> **Problem statement**: Everything from the line holding "to write to" through the final line of the entries below is to be duplicated exactly, and nothing outside that span.

* * * * *

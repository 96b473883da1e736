use crate::BrokerFailure;
use crate::DeviceError;
use camino::Utf8Path;
use std::str::FromStr;
use tokio::sync::OnceCell;
use tracing::debug;

const ERROR_PREFIX: &str = "org.keylight.Broker1.Error.";

/// Applies writes to the keyboard control files.
#[async_trait::async_trait]
pub trait ControlWriter: Send + Sync {
    async fn set_color(&self, path: &Utf8Path, value: &str) -> Result<(), DeviceError>;

    async fn set_brightness(&self, path: &Utf8Path, raw: u32) -> Result<(), DeviceError>;
}

#[zbus::proxy(
    interface = "org.keylight.Broker1",
    default_service = "org.keylight.Broker",
    default_path = "/org/keylight/Broker"
)]
trait Broker {
    fn set_color(&self, path: &str, value: &str) -> zbus::Result<i32>;

    fn set_brightness(&self, path: &str, value: i32) -> zbus::Result<i32>;
}

/// The bus on which `keylightd` is expected.
#[derive(Debug, Default, Clone, Copy, PartialEq, Eq)]
pub enum Bus {
    #[default]
    System,
    Session,
}

/// Sends the writes to `keylightd` over D-Bus.
///
/// The bus connection is only opened on the first write.
pub struct BrokerClient {
    bus: Bus,
    proxy: OnceCell<BrokerProxy<'static>>,
}

impl BrokerClient {
    pub fn new(bus: Bus) -> Self {
        BrokerClient {
            bus,
            proxy: OnceCell::new(),
        }
    }

    async fn proxy(&self) -> Result<&BrokerProxy<'static>, DeviceError> {
        self.proxy
            .get_or_try_init(|| async {
                let connection = match self.bus {
                    Bus::System => zbus::Connection::system().await,
                    Bus::Session => zbus::Connection::session().await,
                }
                .map_err(broker_error)?;
                BrokerProxy::new(&connection).await.map_err(broker_error)
            })
            .await
    }
}

#[async_trait::async_trait]
impl ControlWriter for BrokerClient {
    async fn set_color(&self, path: &Utf8Path, value: &str) -> Result<(), DeviceError> {
        debug!(%path, value, "SetColor");
        self.proxy()
            .await?
            .set_color(path.as_str(), value)
            .await
            .map_err(broker_error)?;
        Ok(())
    }

    async fn set_brightness(&self, path: &Utf8Path, raw: u32) -> Result<(), DeviceError> {
        debug!(%path, raw, "SetBrightness");
        let value = wire_brightness(raw)?;
        self.proxy()
            .await?
            .set_brightness(path.as_str(), value)
            .await
            .map_err(broker_error)?;
        Ok(())
    }
}

/// `SetBrightness` takes a signed 32-bit value.
fn wire_brightness(raw: u32) -> Result<i32, DeviceError> {
    i32::try_from(raw).map_err(|_| DeviceError::OutOfRange(raw))
}

fn broker_error(err: zbus::Error) -> DeviceError {
    match err {
        zbus::Error::MethodError(name, message, _) => {
            let kind = name
                .as_str()
                .strip_prefix(ERROR_PREFIX)
                .and_then(|kind| BrokerFailure::from_str(kind).ok())
                .unwrap_or(BrokerFailure::Unavailable);
            let reason = message.unwrap_or_else(|| name.to_string());
            DeviceError::Broker { kind, reason }
        }
        err => DeviceError::Broker {
            kind: BrokerFailure::Unavailable,
            reason: format!("Cannot reach the keylight broker: {err}"),
        },
    }
}

/// Writes the control files directly, without any broker.
///
/// Only works for a process allowed to write the files.
#[derive(Debug, Default, Clone, Copy)]
pub struct DirectWriter;

#[async_trait::async_trait]
impl ControlWriter for DirectWriter {
    async fn set_color(&self, path: &Utf8Path, value: &str) -> Result<(), DeviceError> {
        write_existing(path, value)
    }

    async fn set_brightness(&self, path: &Utf8Path, raw: u32) -> Result<(), DeviceError> {
        write_existing(path, &raw.to_string())
    }
}

fn write_existing(path: &Utf8Path, value: &str) -> Result<(), DeviceError> {
    use std::io::Write;

    let mut file = std::fs::OpenOptions::new()
        .write(true)
        .truncate(true)
        .open(path)
        .map_err(DeviceError::write(path))?;
    file.write_all(value.as_bytes())
        .map_err(DeviceError::write(path))
}

#[cfg(test)]
mod tests {
    use super::*;
    use assert_matches::assert_matches;
    use keylight_test_utils::TempSysfs;

    #[test]
    fn broker_failures_are_named_after_the_dbus_errors() {
        assert_eq!(
            BrokerFailure::from_str("PathNotAllowed").unwrap(),
            BrokerFailure::PathNotAllowed
        );
        assert_eq!(
            BrokerFailure::from_str("PathNotFound").unwrap(),
            BrokerFailure::PathNotFound
        );
        assert!(BrokerFailure::from_str("Unavailable").is_err());
    }

    #[test]
    fn transport_errors_mean_the_broker_is_unavailable() {
        let err = broker_error(zbus::Error::InvalidReply);
        assert_eq!(err.broker_failure(), Some(BrokerFailure::Unavailable));
    }

    #[tokio::test]
    async fn direct_writer_replaces_the_content() {
        let sysfs = TempSysfs::rgb_keyboard(255);
        let path = sysfs.utf8_path().join("color_left");

        DirectWriter.set_color(&path, "00FF00").await.unwrap();

        assert_eq!(sysfs.read("color_left"), "00FF00");
    }

    #[tokio::test]
    async fn direct_writer_does_not_create_files() {
        let sysfs = TempSysfs::new();
        let path = sysfs.utf8_path().join("brightness");

        let res = DirectWriter.set_brightness(&path, 12).await;

        assert_matches!(res, Err(DeviceError::Write { .. }));
        assert!(!path.exists());
    }

    #[test]
    fn write_failures_are_reported_as_such() {
        let sysfs = TempSysfs::new();
        let path = sysfs.utf8_path().join("brightness");

        let err = write_existing(&path, "12").unwrap_err();

        assert_eq!(err.to_string(), format!("Failed to write to '{path}'"));
    }

    #[test]
    fn brightness_beyond_the_wire_range_is_rejected() {
        assert_eq!(wire_brightness(255).unwrap(), 255);
        assert_eq!(wire_brightness(i32::MAX as u32).unwrap(), i32::MAX);
        assert_matches!(
            wire_brightness(i32::MAX as u32 + 1),
            Err(DeviceError::OutOfRange(raw)) if raw == 2_147_483_648
        );
    }
}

* * * * *

> **Solution to this problem**:
        assert_eq!(err.to_string(), format!("Failed to write to '{path}'"));
    }

    #[test]
    fn brightness_beyond_the_wire_range_is_rejected() {
        assert_eq!(wire_brightness(255).unwrap(), 255);
        assert_eq!(wire_brightness(i32::MAX as u32).unwrap(), i32::MAX);
        assert_matches!(
            wire_brightness(i32::MAX as u32 + 1),
            Err(DeviceError::OutOfRange(raw)) if raw == 2_147_483_648
        );
    }
}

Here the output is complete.